Machine-Learned Bond-Order Potential for Exploring the Configuration Space of Carbon
Ikuma Kohata, Kaoru Hisama, Keigo Otsuka, Shigeo Maruyama
TL;DR
This work develops MLBOP, a general-purpose, transferably accurate interatomic potential for carbon by coupling a machine-learned bond-order framework with a classical two-body energy term and Grimme-D3 dispersion. The authors derive the energy as $E_{tot} = E_{bond} + E_{disp}$, and implement a bond-embedded descriptor to predict environment-dependent bond parameters via MLPs, trained in two stages on a large, diverse DFT dataset. MLBOP demonstrates strong performance across crystals, defects, surfaces, liquids, amorphous phases, phonons, elasticity, clusters, and high-pressure phase behavior, surpassing several state-of-the-art MLIPs in smoothness, transferability, and physical realism, with manageable computational cost. The approach enables comprehensive exploration of carbon's configuration space, including phase diagrams and enthalpy-volume maps of local minima, and holds promise for accelerating discovery of novel carbon materials. Overall, MLBOP provides a robust, interpretable, and efficient pathway to accurate PES coverage with a relatively small parameter set.
Abstract
Construction of transferable machine-learning interatomic potentials with a minimal number of parameters is important for their general applicability.

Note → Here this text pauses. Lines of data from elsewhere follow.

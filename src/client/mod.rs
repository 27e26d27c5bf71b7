//! Progress sources
//!
//! A [`ProgressSource`] yields one [`ProgressReading`] per call. The poller
//! only talks to this trait; [`HttpProgressSource`] is the production
//! implementation against `GET /progress`.

mod http;

pub use http::*;

use crate::error::Result;
use crate::progress::ProgressReading;
use async_trait::async_trait;

/// Anything that can be asked for the current download progress
#[async_trait]
pub trait ProgressSource: Send + Sync {
    /// Fetch one reading. Any error ends the poll session.
    async fn fetch(&self) -> Result<ProgressReading>;

    /// Human-readable location, used in logs
    fn describe(&self) -> String;
}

Here, we present a machine-learning interatomic potential with the functional form of the bond-order potential for comprehensive exploration over the configuration space of carbon. The physics-based design of this potential enables robust and accurate description over a wide range of the potential energy surface with a small number of parameters. We demonstrate the versatility of this potential through validations across various tasks, including phonon dispersion calculations, global structure searches for clusters, phase diagram calculations, and enthalpy-volume mappings of local minima structures. We expect that this potential can contribute to the discovery of novel carbon materials.